Global smartphone shipments fell in the fourth quarter of 2022, generally considered a big pre-holiday shopping period, as a result of macroeconomic weakness and weak consumer demand, according to market research firm IDC, cited by CNBC business TV.

Electronics firms shipped 300.3 million smartphones in the three months from October to December, down 18.3 percent year-on-year, IDC said in a report released late Wednesday.

This is the biggest drop in a quarter.

A total of 1.21 billion smartphones were shipped in 2022, representing the lowest annual shipment total since 2013 "due to significantly reduced consumer demand, inflation and economic uncertainty," IDC noted.

"Never before have we seen shipments during the pre-holiday quarter be lower than the previous quarter. However, weakened demand and high inventories have caused suppliers to cut shipments dramatically," said Nabila Popal, director of research at IDC.

Shipments represent the devices that companies such as Apple and Samsung ship to retailers and mobile operators.

They don't equate to sales, but they do give an indication of demand.

IDC said "a difficult end to the past year puts expectations for a 2.8% recovery in 2023 in serious jeopardy with significant downside risk to this forecast".

Apple has maintained its position as the number one smartphone manufacturer in the world.
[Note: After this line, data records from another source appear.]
use std::time::Duration;

use async_trait::async_trait;
use secrecy::{ExposeSecret, SecretString};
use serde::{Deserialize, Serialize};

use crate::config::Config;
use crate::constants::learning_prompt::build_learning_prompt;
use crate::errors::{AppError, AppResult};

#[cfg(test)]
use mockall::automock;

/// Boundary to the text-generation service. Returns the raw response text,
/// unparsed; one outbound call per invocation, no caching, no retry.
#[cfg_attr(test, automock)]
#[async_trait]
pub trait ContentGenerator: Send + Sync {
    async fn generate(&self, topic: &str) -> AppResult<String>;
}

/// Chat-completion backed generator for the learning-content prompt.
pub struct OpenAiContentGenerator {
    client: reqwest::Client,
    api_key: SecretString,
    base_url: String,
    model: String,
}

#[derive(Serialize)]
struct ChatCompletionRequest<'a> {
    model: &'a str,
    messages: Vec<ChatMessage<'a>>,
}

#[derive(Serialize)]
struct ChatMessage<'a> {
    role: &'a str,
    content: &'a str,
}

#[derive(Deserialize)]
struct ChatCompletionResponse {
    choices: Vec<ChatChoice>,
}

#[derive(Deserialize)]
struct ChatChoice {
    message: ChatResponseMessage,
}

#[derive(Deserialize)]
struct ChatResponseMessage {
    content: Option<String>,
}

impl OpenAiContentGenerator {
    pub fn new(config: &Config) -> Self {
        let client = reqwest::Client::builder()
            .timeout(Duration::from_secs(config.request_timeout_secs))
            .build()
            .unwrap_or_default();

        Self {
            client,
            api_key: config.openai_api_key.clone(),
            base_url: config.openai_base_url.trim_end_matches('/').to_string(),
            model: config.model.clone(),
        }
    }
}

#[async_trait]
impl ContentGenerator for OpenAiContentGenerator {
    async fn generate(&self, topic: &str) -> AppResult<String> {
        let prompt = build_learning_prompt(topic);
        let request = ChatCompletionRequest {
            model: &self.model,
            messages: vec![ChatMessage {
                role: "user",
                content: &prompt,
            }],
        };

        log::info!("requesting learning content for topic '{}'", topic);

        let response = self
            .client
            .post(format!("{}/chat/completions", self.base_url))
            .bearer_auth(self.api_key.expose_secret())
            .json(&request)
            .send()
            .await?;

        if !response.status().is_success() {
            let status = response.status();
            let body = response.text().await.unwrap_or_default();
            return Err(AppError::GenerationError(format!(
                "model service returned {}: {}",
                status, body
            )));
        }

        let completion: ChatCompletionResponse = response
            .json()
            .await
            .map_err(|e| AppError::GenerationError(e.to_string()))?;

        completion
            .choices
            .into_iter()
            .next()
            .and_then(|choice| choice.message.content)
            .ok_or_else(|| {
                AppError::GenerationError("model response contained no message content".to_string())
            })
    }
}
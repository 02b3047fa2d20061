pub mod attempt;
pub mod bundle;
pub mod question;
pub use attempt::{AnswerMap, AnswerValue, ScoredResult};
pub use bundle::LearningBundle;
pub use question::{CorrectAnswer, Question, QuestionKind};
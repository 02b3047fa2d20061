pub mod learning_prompt;
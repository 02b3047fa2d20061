use serde::{Deserialize, Serialize};

/// One generated quiz question, as produced by the model.
///
/// Field names follow the JSON the model is asked to emit (`question`, `type`),
/// so the struct deserializes straight off the response.
#[derive(Clone, Debug, PartialEq, Deserialize, Serialize)]
pub struct Question {
    #[serde(rename = "question")]
    pub text: String,
    #[serde(rename = "type")]
    pub kind: QuestionKind,
    #[serde(default, skip_serializing_if = "Option::is_none")]
    pub options: Option<Vec<String>>,
    pub correct: CorrectAnswer,
    #[serde(default)]
    pub explanation: String,
}

/// Response type of a question. Unknown kinds are rejected at parse time
/// rather than silently skipped later.
#[derive(Clone, Copy, Debug, PartialEq, Eq, Deserialize, Serialize)]
#[serde(rename_all = "kebab-case")]
pub enum QuestionKind {
    MultipleChoice,
    Checkbox,
    Dropdown,
    TrueFalse,
    ShortAnswer,
}

impl QuestionKind {
    /// Checkbox answers are selections; every other kind takes a single value.
    pub fn is_multi_select(&self) -> bool {
        matches!(self, QuestionKind::Checkbox)
    }
}

/// The model's stated correct answer: a single string for scalar kinds,
/// a list of strings for checkbox questions.
#[derive(Clone, Debug, PartialEq, Deserialize, Serialize)]
#[serde(untagged)]
pub enum CorrectAnswer {
    One(String),
    Many(Vec<String>),
}

impl CorrectAnswer {
    pub fn as_single(&self) -> Option<&str> {
        match self {
            CorrectAnswer::One(s) => Some(s),
            CorrectAnswer::Many(_) => None,
        }
    }

    pub fn as_many(&self) -> Option<&[String]> {
        match self {
            CorrectAnswer::One(_) => None,
            CorrectAnswer::Many(items) => Some(items),
        }
    }

    /// Display form for the results view.
    pub fn display(&self) -> String {
        match self {
            CorrectAnswer::One(s) => s.clone(),
            CorrectAnswer::Many(items) => items.join(", "),
        }
    }
}
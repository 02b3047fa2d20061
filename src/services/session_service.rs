use std::sync::Arc;

use chrono::{DateTime, Utc};
use uuid::Uuid;

use crate::errors::AppResult;
use crate::models::domain::{AnswerMap, AnswerValue, LearningBundle, Question, ScoredResult};
use crate::services::evaluation_service::EvaluationService;
use crate::services::model_service::ContentGenerator;

/// Where the session currently is: no bundle yet, quiz underway, or results
/// available.
#[derive(Clone, Copy, Debug, PartialEq, Eq)]
pub enum SessionStatus {
    Idle,
    InProgress,
    Completed,
}

/// One user's learning session. Holds the installed bundle, the answers
/// recorded so far, and the position in the quiz walk.
///
/// Invariant: `current_index` stays within `[0, question_count]`, and exactly
/// the questions at indices below it have recorded answers.
pub struct LearningSession {
    generator: Arc<dyn ContentGenerator>,
    id: Uuid,
    bundle: Option<LearningBundle>,
    answers: AnswerMap,
    current_index: usize,
    completed: bool,
    started_at: Option<DateTime<Utc>>,
}

impl LearningSession {
    pub fn new(generator: Arc<dyn ContentGenerator>) -> Self {
        Self {
            generator,
            id: Uuid::new_v4(),
            bundle: None,
            answers: AnswerMap::new(),
            current_index: 0,
            completed: false,
            started_at: None,
        }
    }

    pub fn id(&self) -> Uuid {
        self.id
    }

    pub fn status(&self) -> SessionStatus {
        match (&self.bundle, self.completed) {
            (None, _) => SessionStatus::Idle,
            (Some(_), false) => SessionStatus::InProgress,
            (Some(_), true) => SessionStatus::Completed,
        }
    }

    /// Generates and installs a fresh bundle for the topic.
    ///
    /// Blank topics are ignored. A generation or parse failure propagates and
    /// leaves all prior state untouched; a success discards any in-flight
    /// progress without confirmation and restarts the walk at question zero.
    pub async fn submit_topic(&mut self, topic: &str) -> AppResult<()> {
        if topic.trim().is_empty() {
            log::debug!("ignoring blank topic submission");
            return Ok(());
        }

        let raw = self.generator.generate(topic).await?;
        let bundle = LearningBundle::parse(&raw)?;

        log::info!(
            "session {}: installed bundle '{}' ({} questions)",
            self.id,
            bundle.title,
            bundle.question_count()
        );

        // A bundle with no questions has nothing to walk: index 0 already
        // equals the question count, so the session completes on install.
        self.completed = bundle.question_count() == 0;
        self.bundle = Some(bundle);
        self.answers = AnswerMap::new();
        self.current_index = 0;
        self.started_at = Some(Utc::now());

        Ok(())
    }

    /// The question the user is currently on, if the quiz is underway.
    pub fn current_question(&self) -> Option<&Question> {
        if self.completed {
            return None;
        }
        self.bundle.as_ref()?.questions.get(self.current_index)
    }

    /// Records the user's value for the current question, overwriting any
    /// earlier value for it. No-op outside of an in-progress quiz.
    pub fn record_answer(&mut self, answer: AnswerValue) {
        if self.status() != SessionStatus::InProgress {
            return;
        }
        self.answers.insert(self.current_index, answer);
    }

    /// Moves to the next question, gated on the current answer being present
    /// and non-empty. This is the sole input-validation gate; it checks
    /// presence, not correctness. Returns whether the index moved.
    pub fn advance(&mut self) -> bool {
        let Some(bundle) = &self.bundle else {
            return false;
        };
        if self.completed {
            return false;
        }

        let has_answer = self
            .answers
            .get(&self.current_index)
            .is_some_and(|a| !a.is_empty());
        if !has_answer {
            return false;
        }

        self.current_index += 1;
        if self.current_index == bundle.question_count() {
            self.completed = true;
            log::info!("session {}: quiz completed", self.id);
        }

        true
    }

    /// Grades the quiz. Available only once the walk has completed.
    pub fn results(&self) -> Option<(usize, Vec<ScoredResult>)> {
        if !self.completed {
            return None;
        }
        let bundle = self.bundle.as_ref()?;
        Some(EvaluationService::evaluate(&self.answers, bundle))
    }

    // Accessors for the rendering boundary.

    pub fn title(&self) -> Option<&str> {
        self.bundle.as_ref().map(|b| b.title.as_str())
    }

    pub fn summary(&self) -> Option<&str> {
        self.bundle.as_ref().map(|b| b.summary.as_str())
    }

    /// The timeline data verbatim, or `None` to signal "no timeline
    /// available".
    pub fn timeline(&self) -> Option<&serde_json::Value> {
        self.bundle.as_ref()?.timeline.as_ref()
    }

    pub fn question_count(&self) -> usize {
        self.bundle.as_ref().map_or(0, |b| b.question_count())
    }

    pub fn current_index(&self) -> usize {
        self.current_index
    }

    pub fn started_at(&self) -> Option<DateTime<Utc>> {
        self.started_at
    }
}
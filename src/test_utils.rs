#[cfg(test)]
pub mod fixtures {
    use crate::models::domain::{CorrectAnswer, LearningBundle, Question, QuestionKind};

    /// The example document the generation prompt advertises to the model.
    pub const EXAMPLE_BUNDLE_JSON: &str = r#"{
      "title": "Example Learning Title",
      "summary": "This is a brief summary of the learning topic.",
      "questions": [
        {
          "question": "What is the capital of France?",
          "type": "multiple-choice",
          "options": ["Paris", "London", "Rome", "Berlin"],
          "correct": "Paris",
          "explanation": "Paris is the capital and largest city of France."
        },
        {
          "question": "What is 2 + 2?",
          "type": "short-answer",
          "correct": "4",
          "explanation": "2 + 2 equals 4."
        },
        {
          "question": "Select all prime numbers.",
          "type": "checkbox",
          "options": ["2", "3", "4", "5"],
          "correct": ["2", "3", "5"],
          "explanation": "2, 3, and 5 are prime numbers."
        },
        {
          "question": "Select a fruit.",
          "type": "dropdown",
          "options": ["Apple", "Carrot", "Potato", "Tomato"],
          "correct": "Apple",
          "explanation": "Apple is a type of fruit, while the others are vegetables."
        },
        {
          "question": "True or False: The sky is green.",
          "type": "true-false",
          "correct": "False",
          "explanation": "The sky appears blue due to the scattering of sunlight."
        }
      ],
      "timeline": {
        "events": [
          {
            "start_date": { "year": "2020" },
            "text": {
              "headline": "Example Event 1",
              "text": "Description of example event 1."
            }
          }
        ]
      }
    }"#;

    pub fn example_bundle() -> LearningBundle {
        LearningBundle::parse(EXAMPLE_BUNDLE_JSON).expect("example bundle should parse")
    }

    pub fn multiple_choice_question() -> Question {
        example_bundle().questions[0].clone()
    }

    pub fn short_answer_question() -> Question {
        example_bundle().questions[1].clone()
    }

    pub fn checkbox_question() -> Question {
        example_bundle().questions[2].clone()
    }

    pub fn true_false_question() -> Question {
        example_bundle().questions[4].clone()
    }

    /// A minimal three-question bundle for flow-control tests.
    pub fn three_question_bundle_json() -> String {
        let bundle = LearningBundle {
            title: "Three Questions".to_string(),
            summary: "A short quiz.".to_string(),
            questions: (1..=3)
                .map(|n| Question {
                    text: format!("Question {n}?"),
                    kind: QuestionKind::ShortAnswer,
                    options: None,
                    correct: CorrectAnswer::One("answer".to_string()),
                    explanation: format!("Explanation {n}."),
                })
                .collect(),
            timeline: None,
        };

        serde_json::to_string(&bundle).expect("bundle should serialize")
    }
}

#[cfg(test)]
mod tests {
    use super::fixtures::*;
    use crate::models::domain::QuestionKind;

    #[test]
    fn test_fixtures_cover_every_question_kind() {
        let bundle = example_bundle();
        let kinds: Vec<QuestionKind> = bundle.questions.iter().map(|q| q.kind).collect();

        assert_eq!(
            kinds,
            vec![
                QuestionKind::MultipleChoice,
                QuestionKind::ShortAnswer,
                QuestionKind::Checkbox,
                QuestionKind::Dropdown,
                QuestionKind::TrueFalse,
            ]
        );
    }

    #[test]
    fn test_fixtures_three_question_bundle_round_trips() {
        let json = three_question_bundle_json();
        let bundle = crate::models::domain::LearningBundle::parse(&json).unwrap();

        assert_eq!(bundle.question_count(), 3);
    }
}
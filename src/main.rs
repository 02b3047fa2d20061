use std::io::{self, BufRead, Write};
use std::sync::Arc;

use learny::config::Config;
use learny::models::domain::{AnswerValue, Question, QuestionKind};
use learny::services::{LearningSession, OpenAiContentGenerator, SessionStatus};

#[tokio::main]
async fn main() {
    dotenvy::dotenv().ok();
    env_logger::init();

    let config = Config::from_env();
    if let Err(e) = config.validate() {
        eprintln!("{e}");
        std::process::exit(1);
    }

    let generator = Arc::new(OpenAiContentGenerator::new(&config));
    let mut session = LearningSession::new(generator);

    println!("Learny");
    println!("Learny is an AI-powered tool designed to help you learn about any topic.");
    println!("Enter a topic to generate a summary, a timeline, and a quiz. Enter nothing to exit.");

    let stdin = io::stdin();
    loop {
        let topic = read_line(&stdin, "\nWhat do you want to learn about? ");
        if topic.trim().is_empty() {
            break;
        }

        println!("Generating learning content...");
        if let Err(e) = session.submit_topic(&topic).await {
            eprintln!("An error occurred: {e}");
            continue;
        }

        render_bundle(&session);
        run_quiz(&stdin, &mut session);

        if session.status() == SessionStatus::Completed {
            render_results(&session);
        }
    }
}

fn render_bundle(session: &LearningSession) {
    if let Some(title) = session.title() {
        println!("\n=== {title} ===");
    }
    println!("\nSummary");
    println!("{}", session.summary().unwrap_or_default());

    println!("\nTimeline");
    match session.timeline() {
        Some(timeline) => {
            // The timeline value is owned by an external widget; here it is
            // shown as the raw event data.
            println!(
                "{}",
                serde_json::to_string_pretty(timeline).unwrap_or_else(|_| "{}".to_string())
            );
        }
        None => println!("No timeline data available."),
    }
}

fn run_quiz(stdin: &io::Stdin, session: &mut LearningSession) {
    while let Some(question) = session.current_question().cloned() {
        println!("\nQuestion {}", session.current_index() + 1);
        println!("{}", question.text);

        let answer = prompt_answer(stdin, &question);
        session.record_answer(answer);

        if !session.advance() {
            println!("An answer is required to continue.");
        }
    }
}

fn prompt_answer(stdin: &io::Stdin, question: &Question) -> AnswerValue {
    match question.kind {
        QuestionKind::MultipleChoice | QuestionKind::Dropdown => {
            choose_one(stdin, question.options.as_deref().unwrap_or_default())
        }
        QuestionKind::TrueFalse => {
            // The model may omit options for this kind; the choices are fixed.
            choose_one(stdin, &["True".to_string(), "False".to_string()])
        }
        QuestionKind::ShortAnswer => AnswerValue::Text(read_line(stdin, "Your answer: ")),
        QuestionKind::Checkbox => {
            choose_many(stdin, question.options.as_deref().unwrap_or_default())
        }
    }
}

/// Renders numbered options and reads one selection, by number or by text.
/// When the model omitted the options, falls back to free text so the
/// question stays answerable.
fn choose_one(stdin: &io::Stdin, options: &[String]) -> AnswerValue {
    if options.is_empty() {
        println!("No options were provided; answer in your own words.");
        return AnswerValue::Text(read_line(stdin, "Your answer: "));
    }

    for (i, option) in options.iter().enumerate() {
        println!("  {}. {}", i + 1, option);
    }

    let input = read_line(stdin, "Your answer: ");
    AnswerValue::Text(resolve_choice(&input, options))
}

/// Reads a comma-separated list of selections, by number or by text. Works
/// without options the same way [`choose_one`] does.
fn choose_many(stdin: &io::Stdin, options: &[String]) -> AnswerValue {
    if !options.is_empty() {
        for (i, option) in options.iter().enumerate() {
            println!("  {}. {}", i + 1, option);
        }
    } else {
        println!("No options were provided; answer in your own words.");
    }

    let input = read_line(stdin, "Select all that apply (comma-separated): ");
    AnswerValue::Selection(resolve_selections(&input, options))
}

/// Maps a raw input to an option: a number in range picks that option,
/// anything else is taken verbatim.
fn resolve_choice(input: &str, options: &[String]) -> String {
    let trimmed = input.trim();
    match trimmed.parse::<usize>() {
        Ok(n) if n >= 1 && n <= options.len() => options[n - 1].clone(),
        _ => trimmed.to_string(),
    }
}

/// Splits a comma-separated input and maps each entry like [`resolve_choice`].
fn resolve_selections(input: &str, options: &[String]) -> Vec<String> {
    input
        .split(',')
        .map(str::trim)
        .filter(|part| !part.is_empty())
        .map(|part| resolve_choice(part, options))
        .collect()
}

fn render_results(session: &LearningSession) {
    let Some((score, results)) = session.results() else {
        return;
    };

    println!("\n=== {}/{} ===", score, results.len());

    for (i, result) in results.iter().enumerate() {
        println!("\nQuestion {}", i + 1);
        println!("{}", result.question.text);
        if result.is_correct {
            println!("  Correct: {}", result.user_answer.display());
        } else {
            println!("  Incorrect: {}", result.user_answer.display());
            println!("  Correct answer: {}", result.question.correct.display());
        }
        println!("  {}", result.question.explanation);
    }
}

fn read_line(stdin: &io::Stdin, prompt: &str) -> String {
    print!("{prompt}");
    let _ = io::stdout().flush();

    let mut line = String::new();
    match stdin.lock().read_line(&mut line) {
        // EOF: the interactive session is over
        Ok(0) | Err(_) => std::process::exit(0),
        Ok(_) => line.trim_end_matches(['\n', '\r']).to_string(),
    }
}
The US tech giant shipped 72.3 million iPhones in the fourth quarter of 2022, but that represented a 14.9% year-over-year decline, IDC said.

Apple's market share at the time was 24.1%.

The decline came despite Apple releasing its latest models – the iPhone 14 series – ahead of the crucial pre-holiday quarter.

China reports over 30% decline in mobile phone shipments

The US tech giant faced a number of supply chain issues in the fourth quarter of last year after the world's largest iPhone manufacturing plant in Zhengzhou, China, was hit by the Covid pandemic and labor protests.

Samsung, the world's second-largest smartphone player, saw shipments fall 15.6 percent year-on-year to 58.2 million units.

Samsung didn't launch a brand new flagship smartphone in the fourth quarter, but it's holding an event on February 1st this year where it's likely to showcase its new device.

Chinese electronics maker Xiaomi, in third place, shipped 33.2 million smartphones in the fourth quarter of last year, down 26.3% year-on-year.

This is the biggest decline among the top five players in the smartphone market, which also includes Chinese smartphone makers Oppo and Vivo.

"With smartphone shipments down by more than 11% in 2022, the new 2023 is shaping up to be a year of caution as vendors rethink their device portfolios while marketers think twice before taking on excess inventory," said Anthony Scarsella, director of research at IDC.